Find the line with "pub struct Account" in the entries below, then reproduce it and every line after it down to and including the line with "point of interest.", exactly.

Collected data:
++++++++
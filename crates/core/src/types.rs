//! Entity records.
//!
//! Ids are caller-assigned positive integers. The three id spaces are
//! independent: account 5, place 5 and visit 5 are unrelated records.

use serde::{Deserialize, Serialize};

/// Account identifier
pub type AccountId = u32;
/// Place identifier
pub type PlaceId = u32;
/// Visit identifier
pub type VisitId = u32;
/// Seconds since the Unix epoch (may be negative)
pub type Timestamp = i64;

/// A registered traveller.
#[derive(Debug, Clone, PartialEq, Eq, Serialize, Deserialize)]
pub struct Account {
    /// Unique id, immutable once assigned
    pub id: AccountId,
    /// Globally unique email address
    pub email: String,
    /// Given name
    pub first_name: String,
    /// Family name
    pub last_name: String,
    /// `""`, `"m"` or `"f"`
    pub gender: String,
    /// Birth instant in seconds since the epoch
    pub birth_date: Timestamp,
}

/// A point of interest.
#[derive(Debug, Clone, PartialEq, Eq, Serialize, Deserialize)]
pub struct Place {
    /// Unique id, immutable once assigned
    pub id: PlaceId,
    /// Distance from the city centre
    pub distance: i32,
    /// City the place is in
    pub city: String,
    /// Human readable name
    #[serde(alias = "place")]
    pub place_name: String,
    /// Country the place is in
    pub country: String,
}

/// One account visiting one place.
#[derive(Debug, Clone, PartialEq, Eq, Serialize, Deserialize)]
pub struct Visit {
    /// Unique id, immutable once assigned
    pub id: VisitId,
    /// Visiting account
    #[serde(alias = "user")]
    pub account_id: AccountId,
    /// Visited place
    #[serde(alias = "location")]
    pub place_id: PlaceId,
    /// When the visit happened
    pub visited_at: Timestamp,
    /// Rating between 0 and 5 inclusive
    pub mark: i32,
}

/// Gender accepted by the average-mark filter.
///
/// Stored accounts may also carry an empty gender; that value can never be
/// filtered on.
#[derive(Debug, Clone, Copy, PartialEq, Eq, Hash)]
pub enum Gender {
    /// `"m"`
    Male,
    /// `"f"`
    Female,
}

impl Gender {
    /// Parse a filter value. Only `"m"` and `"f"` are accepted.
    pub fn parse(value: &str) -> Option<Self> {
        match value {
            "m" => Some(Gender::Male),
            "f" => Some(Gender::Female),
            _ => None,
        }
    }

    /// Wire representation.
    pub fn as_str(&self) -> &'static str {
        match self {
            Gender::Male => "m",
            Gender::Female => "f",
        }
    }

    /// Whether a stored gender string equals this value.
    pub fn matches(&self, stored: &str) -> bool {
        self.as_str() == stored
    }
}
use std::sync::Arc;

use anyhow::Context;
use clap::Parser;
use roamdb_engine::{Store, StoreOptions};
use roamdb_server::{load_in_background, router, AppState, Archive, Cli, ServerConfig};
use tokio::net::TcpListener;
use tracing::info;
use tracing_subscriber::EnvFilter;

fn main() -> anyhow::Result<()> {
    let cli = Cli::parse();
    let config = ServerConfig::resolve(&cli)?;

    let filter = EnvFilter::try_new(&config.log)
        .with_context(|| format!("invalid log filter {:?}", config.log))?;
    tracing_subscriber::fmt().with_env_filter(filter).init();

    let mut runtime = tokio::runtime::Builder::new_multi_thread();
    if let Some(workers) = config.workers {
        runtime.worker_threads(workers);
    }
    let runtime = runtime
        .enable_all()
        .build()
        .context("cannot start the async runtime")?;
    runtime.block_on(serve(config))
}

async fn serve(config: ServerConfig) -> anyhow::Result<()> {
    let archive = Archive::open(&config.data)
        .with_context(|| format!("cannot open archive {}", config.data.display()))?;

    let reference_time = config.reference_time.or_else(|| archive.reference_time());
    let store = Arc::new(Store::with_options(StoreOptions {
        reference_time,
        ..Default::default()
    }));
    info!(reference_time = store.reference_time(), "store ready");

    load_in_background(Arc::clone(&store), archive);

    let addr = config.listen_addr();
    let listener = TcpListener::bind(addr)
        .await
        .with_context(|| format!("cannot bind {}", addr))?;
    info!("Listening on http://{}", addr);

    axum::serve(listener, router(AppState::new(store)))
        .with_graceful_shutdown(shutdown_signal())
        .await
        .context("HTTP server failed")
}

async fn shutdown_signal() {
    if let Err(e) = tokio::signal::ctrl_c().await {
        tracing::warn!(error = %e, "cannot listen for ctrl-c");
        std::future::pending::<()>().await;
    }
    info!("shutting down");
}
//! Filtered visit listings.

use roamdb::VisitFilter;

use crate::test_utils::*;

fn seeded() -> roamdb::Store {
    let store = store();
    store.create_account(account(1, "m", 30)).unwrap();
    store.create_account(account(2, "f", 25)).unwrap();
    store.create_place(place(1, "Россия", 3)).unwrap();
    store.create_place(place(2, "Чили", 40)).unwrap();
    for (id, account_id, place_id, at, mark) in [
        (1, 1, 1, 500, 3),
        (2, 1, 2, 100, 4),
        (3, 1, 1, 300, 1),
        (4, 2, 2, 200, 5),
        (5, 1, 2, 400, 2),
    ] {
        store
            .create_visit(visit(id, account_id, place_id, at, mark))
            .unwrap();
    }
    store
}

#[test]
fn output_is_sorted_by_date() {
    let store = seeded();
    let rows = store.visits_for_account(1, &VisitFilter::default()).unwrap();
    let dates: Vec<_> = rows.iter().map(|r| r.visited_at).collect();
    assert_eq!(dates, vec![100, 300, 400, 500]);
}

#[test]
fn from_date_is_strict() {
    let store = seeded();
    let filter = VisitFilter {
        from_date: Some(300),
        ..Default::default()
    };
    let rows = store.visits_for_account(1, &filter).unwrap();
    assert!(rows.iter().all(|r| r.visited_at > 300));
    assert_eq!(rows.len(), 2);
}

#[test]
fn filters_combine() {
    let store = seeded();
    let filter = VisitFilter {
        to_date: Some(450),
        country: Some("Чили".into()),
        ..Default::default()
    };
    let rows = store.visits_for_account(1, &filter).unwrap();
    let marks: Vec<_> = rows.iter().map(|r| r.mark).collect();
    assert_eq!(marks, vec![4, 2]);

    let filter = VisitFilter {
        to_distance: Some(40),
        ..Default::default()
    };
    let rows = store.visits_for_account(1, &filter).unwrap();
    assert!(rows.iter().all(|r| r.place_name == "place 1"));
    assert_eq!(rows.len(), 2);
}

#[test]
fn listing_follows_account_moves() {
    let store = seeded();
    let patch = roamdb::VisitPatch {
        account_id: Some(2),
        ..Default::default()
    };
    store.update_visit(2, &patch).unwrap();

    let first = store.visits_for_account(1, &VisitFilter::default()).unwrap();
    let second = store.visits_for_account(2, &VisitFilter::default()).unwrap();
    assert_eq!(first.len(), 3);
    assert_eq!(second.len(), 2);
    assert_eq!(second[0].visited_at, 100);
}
++++++++
### Output for this exercise:
pub struct Account {
    /// Unique id, immutable once assigned
    pub id: AccountId,
    /// Globally unique email address
    pub email: String,
    /// Given name
    pub first_name: String,
    /// Family name
    pub last_name: String,
    /// `""`, `"m"` or `"f"`
    pub gender: String,
    /// Birth instant in seconds since the epoch
    pub birth_date: Timestamp,
}

/// A point of interest.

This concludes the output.